Arguing that city streets should accommodate pedestrians more than cars, guest writer Leigh Gallagher (assistant managing editor at Fortune and the author of "The End of the Suburbs: Where the American Dream is Moving") writes:
Queens Boulevard, for example, isn’t a city street; it is a highway masquerading as one. We should either call it a highway, and build medians, barriers or even pedestrian bridges, or treat it like a city street and make the lanes narrower, add more stoplights and crosswalks, and install obstacles and other elements of “social friction.” (Another tool: trees with branches that extend over the street creating a canopy that, like social friction, acts as a naturally occurring slowing device.)
Transportation planners talk about the benefits of “street diets,” efforts to slim down car lanes and add elements like bike lanes, planters or pedestrian plazas with tables and chairs.
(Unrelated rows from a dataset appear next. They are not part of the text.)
use std::path::Path;

use anyhow::{Context, Result};
use chrono::Local;
use rusqlite::{Connection, params};

use crate::store::KeyValueStore;

/// SQLite-backed key/value store. One row per persisted collection.
pub struct Database {
    conn: Connection,
}

impl Database {
    pub fn open(path: &Path) -> Result<Self> {
        let conn = Connection::open(path)
            .with_context(|| format!("Failed to open database: {}", path.display()))?;
        let db = Database { conn };
        db.migrate()?;
        Ok(db)
    }

    pub fn open_in_memory() -> Result<Self> {
        let conn = Connection::open_in_memory()?;
        let db = Database { conn };
        db.migrate()?;
        Ok(db)
    }

    fn migrate(&self) -> Result<()> {
        let version: i64 = self
            .conn
            .pragma_query_value(None, "user_version", |row| row.get(0))?;

        if version < 1 {
            self.conn.execute_batch(
                "CREATE TABLE IF NOT EXISTS kv_store (
                    key TEXT PRIMARY KEY NOT NULL,
                    value TEXT NOT NULL,
                    updated_at TEXT NOT NULL DEFAULT (strftime('%Y-%m-%dT%H:%M:%SZ', 'now'))
                );

                PRAGMA user_version = 1;",
            )?;
        }

        Ok(())
    }
}

impl KeyValueStore for Database {
    fn get(&self, key: &str) -> Result<Option<String>> {
        let mut stmt = self
            .conn
            .prepare("SELECT value FROM kv_store WHERE key = ?1")?;
        let mut rows = stmt.query(params![key])?;
        if let Some(row) = rows.next()? {
            Ok(Some(row.get(0)?))
        } else {
            Ok(None)
        }
    }

    fn set(&self, key: &str, value: &str) -> Result<()> {
        let now = Local::now().to_rfc3339();
        self.conn.execute(
            "INSERT INTO kv_store (key, value, updated_at)
             VALUES (?1, ?2, ?3)
             ON CONFLICT(key) DO UPDATE SET value = excluded.value, updated_at = excluded.updated_at",
            params![key, value, now],
        )?;
        Ok(())
    }
}

#[cfg(test)]
mod tests {
    use super::*;

    #[test]
    fn test_set_get() {
        let db = Database::open_in_memory().unwrap();
        assert_eq!(db.get("coffee_beans").unwrap(), None);
        db.set("coffee_beans", "[]").unwrap();
        assert_eq!(db.get("coffee_beans").unwrap().as_deref(), Some("[]"));
    }

    #[test]
    fn test_set_overwrites() {
        let db = Database::open_in_memory().unwrap();
        db.set("k", "one").unwrap();
        db.set("k", "two").unwrap();
        assert_eq!(db.get("k").unwrap().as_deref(), Some("two"));
    }

    #[test]
    fn test_persists_across_reopen() {
        let dir = tempfile::tempdir().unwrap();
        let path = dir.path().join("brewlog.db");
        {
            let db = Database::open(&path).unwrap();
            db.set("onboarding_status", "\"completed\"").unwrap();
        }
        let db = Database::open(&path).unwrap();
        assert_eq!(
            db.get("onboarding_status").unwrap().as_deref(),
            Some("\"completed\"")
        );
    }

    #[test]
    fn test_migrate_is_idempotent() {
        let db = Database::open_in_memory().unwrap();
        db.migrate().unwrap();
        let version: i64 = db
            .conn
            .pragma_query_value(None, "user_version", |row| row.get(0))
            .unwrap();
        assert_eq!(version, 1);
    }
}
use std::process;

use serde::Serialize;
use tabled::{
    Table, Tabled,
    settings::{Alignment, Modify, Style, object::Columns},
};

use brewlog_core::error::BrewError;
use brewlog_core::methods::{calculate_ratio, method_info};
use brewlog_core::models::{Bean, Brew, Suggestion, TasteSet};

pub(crate) fn json_error(message: &str) -> String {
    #[derive(Serialize)]
    struct CliError<'a> {
        error: &'a str,
    }
    serde_json::to_string(&CliError { error: message })
        .unwrap_or_else(|_| format!("{{\"error\":\"{message}\"}}"))
}

pub(crate) fn is_not_found(err: &anyhow::Error) -> bool {
    matches!(
        err.downcast_ref::<BrewError>(),
        Some(BrewError::NotFound { .. })
    )
}

/// Print a not-found error and exit 2. Any other error is returned.
pub(crate) fn exit_if_not_found(err: anyhow::Error, json: bool) -> anyhow::Error {
    if !is_not_found(&err) {
        return err;
    }
    if json {
        println!("{}", json_error(&err.to_string()));
    } else {
        eprintln!("{err}");
    }
    process::exit(2);
}

/// Render a number without a trailing `.0`.
pub(crate) fn fmt_num(v: f64) -> String {
    if v.fract() == 0.0 && v.abs() < 1e15 {
        format!("{v:.0}")
    } else {
        format!("{v:.1}")
    }
}

pub(crate) fn fmt_opt(v: Option<f64>, suffix: &str) -> String {
    v.map_or_else(|| "-".to_string(), |v| format!("{}{suffix}", fmt_num(v)))
}

pub(crate) fn fmt_taste(taste: &TasteSet) -> String {
    if taste.is_empty() {
        return "-".to_string();
    }
    taste.iter().map(|t| t.label()).collect::<Vec<_>>().join(", ")
}

pub(crate) fn short_id(id: &str) -> &str {
    id.get(..8).unwrap_or(id)
}

/// Date part of an RFC 3339 timestamp.
pub(crate) fn fmt_date(ts: &str) -> String {
    chrono::DateTime::parse_from_rfc3339(ts).map_or_else(
        |_| "-".to_string(),
        |dt| dt.format("%Y-%m-%d %H:%M").to_string(),
    )
}

pub(crate) fn print_brew_table(brews: &[&Brew], beans: &[Bean]) {
    #[derive(Tabled)]
    struct BrewRow {
        #[tabled(rename = "ID")]
        id: String,
        #[tabled(rename = "Date")]
        date: String,
        #[tabled(rename = "Bean")]
        bean: String,
        #[tabled(rename = "Method")]
        method: String,
        #[tabled(rename = "Ratio")]
        ratio: String,
        #[tabled(rename = "Time")]
        time: String,
        #[tabled(rename = "Taste")]
        taste: String,
    }

    let rows: Vec<BrewRow> = brews
        .iter()
        .map(|b| {
            let info = method_info(b.method);
            let bean = beans
                .iter()
                .find(|bean| bean.id == b.bean_id)
                .map_or("?", |bean| bean.name.as_str());
            BrewRow {
                id: short_id(&b.id).to_string(),
                date: fmt_date(&b.created_at),
                bean: truncate(bean, 25),
                method: info.name.to_string(),
                ratio: calculate_ratio(b.method, &b.params).value,
                time: fmt_opt(b.params.brew_time_for(b.method), info.time_unit.suffix()),
                taste: fmt_taste(&b.taste),
            }
        })
        .collect();

    let table = Table::new(&rows)
        .with(Style::rounded())
        .with(Modify::new(Columns::new(4..6)).with(Alignment::right()))
        .to_string();
    println!("{table}");
}

pub(crate) fn print_suggestion(s: &Suggestion) {
    let info = method_info(s.method);
    println!("Suggestion for {}:", info.name);
    println!("  Grind:       {}", s.grind_size);
    println!("  Ratio:       {} ({})", s.ratio, info.ratio_label);
    println!(
        "  Brew time:   {}{}",
        fmt_num(s.brew_time),
        info.time_unit.suffix()
    );
    println!("  Water temp:  {}°C", fmt_num(s.water_temp_c));
    if let Some(p) = s.pressure_bar {
        println!("  Pressure:    {} bar", fmt_num(p));
    }
    println!("  {}", s.explanation);
}

pub(crate) fn truncate(s: &str, max: usize) -> String {
    if s.chars().count() <= max {
        s.to_string()
    } else {
        let end = s.char_indices().nth(max - 3).map_or(s.len(), |(i, _)| i);
        format!("{}...", &s[..end])
    }
}
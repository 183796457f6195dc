//! Rule-based next-brew suggestions, used whenever the remote suggestion
//! service is not configured or fails.
//!
//! Everything here is pure: the same history always yields the same
//! suggestion, and no timestamp is attached.

use crate::methods::{NO_RATIO, TEMP_RANGE, TimeUnit, calculate_ratio, method_info};
use crate::migration::round1;
use crate::models::{Brew, BrewMethod, Suggestion, TasteTag};

const BASELINE_EXPLANATION: &str = "Using previous parameters as baseline for next brew.";

const COARSER: &str = "slightly coarser";
const FINER: &str = "slightly finer";

struct MethodDefaults {
    grind: &'static str,
    ratio: &'static str,
    brew_time: f64,
    water_temp_c: f64,
    pressure_bar: Option<f64>,
    explanation: &'static str,
}

fn defaults(method: BrewMethod) -> MethodDefaults {
    match method {
        BrewMethod::Espresso => MethodDefaults {
            grind: "fine",
            ratio: "2:1",
            brew_time: 28.0,
            water_temp_c: 93.0,
            pressure_bar: Some(9.0),
            explanation: "Standard espresso: a 1:2 shot in about 28 seconds at 9 bar.",
        },
        BrewMethod::Pourover => MethodDefaults {
            grind: "medium-fine",
            ratio: "15:1",
            brew_time: 180.0,
            water_temp_c: 94.0,
            pressure_bar: None,
            explanation: "Medium-fine grind at 15:1 for a clean, bright cup in about three minutes.",
        },
        BrewMethod::Frenchpress => MethodDefaults {
            grind: "coarse",
            ratio: "15:1",
            brew_time: 4.0,
            water_temp_c: 95.0,
            pressure_bar: None,
            explanation: "Coarse grind and a four minute steep for a full-bodied cup.",
        },
        BrewMethod::Mokapot => MethodDefaults {
            grind: "fine",
            ratio: "7:1",
            brew_time: 3.0,
            water_temp_c: 90.0,
            pressure_bar: None,
            explanation: "Fine grind with pre-heated water, off the heat as soon as it gurgles.",
        },
    }
}

/// The fixed starting point for a method with no brew history.
#[must_use]
pub fn default_suggestion(method: BrewMethod) -> Suggestion {
    let d = defaults(method);
    Suggestion {
        method,
        grind_size: d.grind.to_string(),
        ratio: d.ratio.to_string(),
        brew_time: d.brew_time,
        water_temp_c: d.water_temp_c,
        pressure_bar: d.pressure_bar,
        explanation: d.explanation.to_string(),
        updated_at: None,
    }
}

#[derive(Debug, Clone, Copy)]
enum TimeChange {
    Add(f64),
    Scale(f64),
}

struct Adjustment {
    grind: &'static str,
    time: TimeChange,
    temp_delta: Option<f64>,
    ratio: Option<&'static str>,
    explanation: &'static str,
}

fn adjustment(method: BrewMethod, tag: TasteTag) -> Option<Adjustment> {
    let adj = match (method, tag) {
        (BrewMethod::Espresso, TasteTag::TooBitter) => Adjustment {
            grind: COARSER,
            time: TimeChange::Add(-3.0),
            temp_delta: None,
            ratio: Some("1.9:1"),
            explanation: "Grind slightly coarser and stop the shot 3 seconds earlier to reduce bitterness.",
        },
        (BrewMethod::Espresso, TasteTag::TooSour) => Adjustment {
            grind: FINER,
            time: TimeChange::Add(3.0),
            temp_delta: None,
            ratio: Some("2.3:1"),
            explanation: "Grind slightly finer and let the shot run 3 seconds longer to pull more sweetness.",
        },
        (BrewMethod::Pourover, TasteTag::TooBitter) => Adjustment {
            grind: COARSER,
            time: TimeChange::Scale(0.9),
            temp_delta: Some(-2.0),
            ratio: Some("16:1"),
            explanation: "Go coarser with a shorter brew and slightly cooler water to tame over-extraction.",
        },
        (BrewMethod::Pourover, TasteTag::TooSour) => Adjustment {
            grind: FINER,
            time: TimeChange::Scale(1.1),
            temp_delta: Some(2.0),
            ratio: Some("14:1"),
            explanation: "Go finer with a longer brew and slightly hotter water to extract more.",
        },
        (BrewMethod::Frenchpress, TasteTag::TooBitter) => Adjustment {
            grind: COARSER,
            time: TimeChange::Add(-0.5),
            temp_delta: Some(-2.0),
            ratio: None,
            explanation: "Go coarser and press 30 seconds sooner with slightly cooler water.",
        },
        (BrewMethod::Frenchpress, TasteTag::TooSour) => Adjustment {
            grind: FINER,
            time: TimeChange::Add(0.5),
            temp_delta: Some(2.0),
            ratio: None,
            explanation: "Go finer and steep 30 seconds longer with slightly hotter water.",
        },
        (BrewMethod::Mokapot, TasteTag::TooBitter) => Adjustment {
            grind: COARSER,
            time: TimeChange::Scale(0.85),
            temp_delta: Some(-3.0),
            ratio: None,
            explanation: "Go coarser and take the pot off the heat sooner to avoid a burnt taste.",
        },
        (BrewMethod::Mokapot, TasteTag::TooSour) => Adjustment {
            grind: FINER,
            time: TimeChange::Scale(1.15),
            temp_delta: Some(3.0),
            ratio: None,
            explanation: "Go finer and start with hotter water for a fuller extraction.",
        },
        _ => return None,
    };
    Some(adj)
}

/// Parameters of the previous brew, with method defaults filling the gaps.
fn baseline(previous: &Brew, method: BrewMethod) -> Suggestion {
    let d = defaults(method);
    let p = &previous.params;
    let ratio = calculate_ratio(method, p).value;
    Suggestion {
        method,
        grind_size: p
            .grind_size
            .clone()
            .filter(|g| !g.trim().is_empty())
            .unwrap_or_else(|| d.grind.to_string()),
        ratio: if ratio == NO_RATIO {
            d.ratio.to_string()
        } else {
            ratio
        },
        brew_time: p.brew_time_for(method).unwrap_or(d.brew_time),
        water_temp_c: p.water_temp_c.unwrap_or(d.water_temp_c),
        pressure_bar: d.pressure_bar.map(|default| p.pressure_bar.unwrap_or(default)),
        explanation: BASELINE_EXPLANATION.to_string(),
        updated_at: None,
    }
}

fn round_time(v: f64, unit: TimeUnit) -> f64 {
    match unit {
        TimeUnit::Seconds => v.round(),
        TimeUnit::Minutes => round1(v),
    }
}

/// Suggest the next brew from `history`, newest first.
///
/// Only the most recent brew is inspected. Its primary taste tag (first in
/// insertion order) selects the adjustment; numeric results are clamped to the
/// method's bounds.
#[must_use]
pub fn suggest(history: &[Brew], method: BrewMethod) -> Suggestion {
    let Some(previous) = history.first() else {
        return default_suggestion(method);
    };

    let mut next = baseline(previous, method);
    let Some(adj) = previous.taste.primary().and_then(|t| adjustment(method, t)) else {
        return next;
    };

    let info = method_info(method);
    let time = match adj.time {
        TimeChange::Add(delta) => next.brew_time + delta,
        TimeChange::Scale(factor) => next.brew_time * factor,
    };
    next.brew_time = info.time_range.clamp(round_time(time, info.time_unit));
    if let Some(delta) = adj.temp_delta {
        next.water_temp_c = TEMP_RANGE.clamp(next.water_temp_c + delta);
    }
    next.grind_size = adj.grind.to_string();
    if let Some(ratio) = adj.ratio {
        next.ratio = ratio.to_string();
    }
    next.explanation = adj.explanation.to_string();
    next
}
use std::time::Duration;

use anyhow::{Context, Result};
use tracing::debug;

use brewlog_core::error::BrewError;
use brewlog_core::models::Suggestion;
use brewlog_core::remote::{
    ChatRequest, ChatResponse, SuggestionProvider, SuggestionRequest, parse_chat_response,
};

use crate::config::OpenAiConfig;

/// Suggestion provider backed by an OpenAI-compatible chat-completions API.
pub struct OpenAiClient {
    client: reqwest::Client,
    config: OpenAiConfig,
}

impl OpenAiClient {
    pub fn new(config: OpenAiConfig) -> Result<Self> {
        let client = reqwest::Client::builder()
            .user_agent(format!(
                "brewlog-cli/{} (coffee brewing companion)",
                env!("CARGO_PKG_VERSION")
            ))
            .timeout(Duration::from_secs(20))
            .connect_timeout(Duration::from_secs(5))
            .build()
            .context("Failed to build HTTP client")?;
        Ok(Self { client, config })
    }
}

impl SuggestionProvider for OpenAiClient {
    fn is_configured(&self) -> bool {
        self.config.api_key.is_some()
    }

    async fn fetch_suggestion(&self, request: &SuggestionRequest<'_>) -> Result<Suggestion> {
        let api_key = self
            .config
            .api_key
            .as_deref()
            .ok_or_else(|| BrewError::RemoteSuggestion("no API key configured".into()))?;
        let body = ChatRequest::for_suggestion(&self.config.model, request);
        debug!(
            url = %self.config.url,
            model = %self.config.model,
            method = %request.method,
            history = request.history.len(),
            "requesting remote suggestion"
        );

        let resp = self
            .client
            .post(&self.config.url)
            .bearer_auth(api_key)
            .json(&body)
            .send()
            .await
            .context("Failed to reach the suggestion service")?;

        let status = resp.status();
        if !status.is_success() {
            return Err(BrewError::RemoteSuggestion(format!(
                "suggestion service returned HTTP {status}"
            ))
            .into());
        }

        let data: ChatResponse = resp
            .json()
            .await
            .context("Failed to parse suggestion service response")?;
        parse_chat_response(data, request.method)
    }
}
Just look at the groundbreaking work of Janette Sadik-Khan, the former New York City transportation commissioner who re-engineered many of the city’s most sprawling intersections as public plazas, most famously turning the stretch of Broadway in Times Square into 2.5 acres of new pedestrian space.
And all of this, including a micropark on the southeast corner of 1st and Bell outside Local 360 restaurant, is coming together in Belltown.
And here's the argument city leaders should be making for more Bell Street Parks, as they're bound to face opposition from people who don't like the move away from car-centric design to one that accommodates urban density: This isn't a rush into some development dystopia, it's a return to the lazy Seattle of the 1970s, when life moved a bit slower.
That, in fact, is the whole point of building a street grid that accommodates foot traffic.
Creating spaces to linger on the corner (picture food trucks in the extended pedestrian zones, one of the designers at SvR Design told me) and forcing cars to pay attention by creating more entry points for foot traffic, establishes an Andy Griffith Mayberry setting, not an Uma Thurman Gattaca nightmare.
Yeah, the trees and gardens still have a lot of growing to do, but so does Seattle.